Sri Lanka’s insurance sector operates within a “developing regulatory environment with limited transparency,” according to Fitch Ratings.
The Insurance Regulatory Commission of Sri Lanka (IRCSL) oversees the sector and implemented a risk-based capital (RBC) regime in 2015, fully adopted by 2016. This framework requires insurers to maintain a minimum RBC ratio of 120%. Insurers with ratios below 160% must present a plan to improve capitalization levels.
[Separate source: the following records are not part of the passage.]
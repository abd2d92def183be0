//! Duotone icon stacks.
//!
//! glyphstack draws a primary glyph with an optional secondary badge glyph
//! layered on top of (or beneath) it. Glyph path data comes from a packed ZIP
//! archive, is turned into styled SVG documents that are cached per
//! `(variant, name, style)`, and is placed into the target rectangle by a
//! placement code.
//!
//! # Overview
//!
//! - [`AssetStore`]: read-only lookup of `width|height|path` records.
//! - [`build_style`]: the inline style string for a fill, stroke and state.
//! - [`IconLibrary`]: document synthesis backed by a [`DocumentCache`].
//! - [`compute_layout`]: placement code and shape bounds to transforms.
//! - [`IconStack`]: the compositor a host keeps per icon.
//!
//! # Placement
//!
//! ```
//! use glyphstack::{PlacementCode, ShapeRole, compute_layout};
//! use glyphstack_render::Rect;
//!
//! let glyph = Rect::new(0.0, 0.0, 512.0, 512.0);
//! let target = Rect::new(0.0, 0.0, 32.0, 32.0);
//!
//! // Badge beneath the primary, in the top-left corner.
//! let code = PlacementCode::UNDER | PlacementCode::TOP | PlacementCode::LEFT;
//! let layout = compute_layout(code.decode(), glyph, Some(glyph), target, 0.0).unwrap();
//!
//! assert!(layout.swapped);
//! assert_eq!(layout.first.role, ShapeRole::Secondary);
//! ```

pub mod logging;

mod archive;
mod cache;
mod config;
mod error;
mod icon;
mod library;
mod placement;
mod style;
mod variant;

pub use archive::{AssetStore, PathRecord, SECONDARY_MARKER};
pub use cache::{DocumentCache, DocumentCacheStats, IconKey};
pub use config::{IconDefaults, IconSpec, NATURAL_SIZE, ResolvedIcon, parse_brush};
pub use error::{IconError, IconResult};
pub use icon::IconStack;
pub use library::{DUOTONE_DEFS, IconLibrary, SVG_NAMESPACE, synthesize_document};
pub use placement::{
    Corners, DrawSlot, Layout, Placement, PlacementCode, ScaleTiers, ShapeRole, ShrinkTiers,
    TransformPair, compute_layout,
};
pub use style::{
    Brush, DISABLED_OPACITY, ENABLED_OPACITY, FALLBACK_HEX, build_style, resolve_style,
};
pub use variant::IconVariant;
Additionally, the IRCSL mandates the segregation of life and non-life insurance businesses and requires insurers to list on the local stock exchange, although exemptions apply to companies whose parent firms are already publicly listed elsewhere.
Fitch highlights that Sri Lanka’s insurance market remains underdeveloped, with one of the lowest penetration rates in Asia. The market is dominated by basic products in both life and non-life segments.
In the non-life sector, motor insurance constitutes over half of the premiums. However, prolonged restrictions on vehicle imports have driven insurers to diversify into health, fire, property, and SME insurance, aided by increased construction activity and business expansion.
In the life insurance sector, traditional whole-life and endowment policies with investment features are prevalent. While pure protection policies are gradually gaining popularity, they continue to lag behind demand levels seen in other Asian markets.
The report underscores both the challenges and opportunities within Sri Lanka’s insurance industry, as insurers adapt to regulatory demands and evolving market conditions.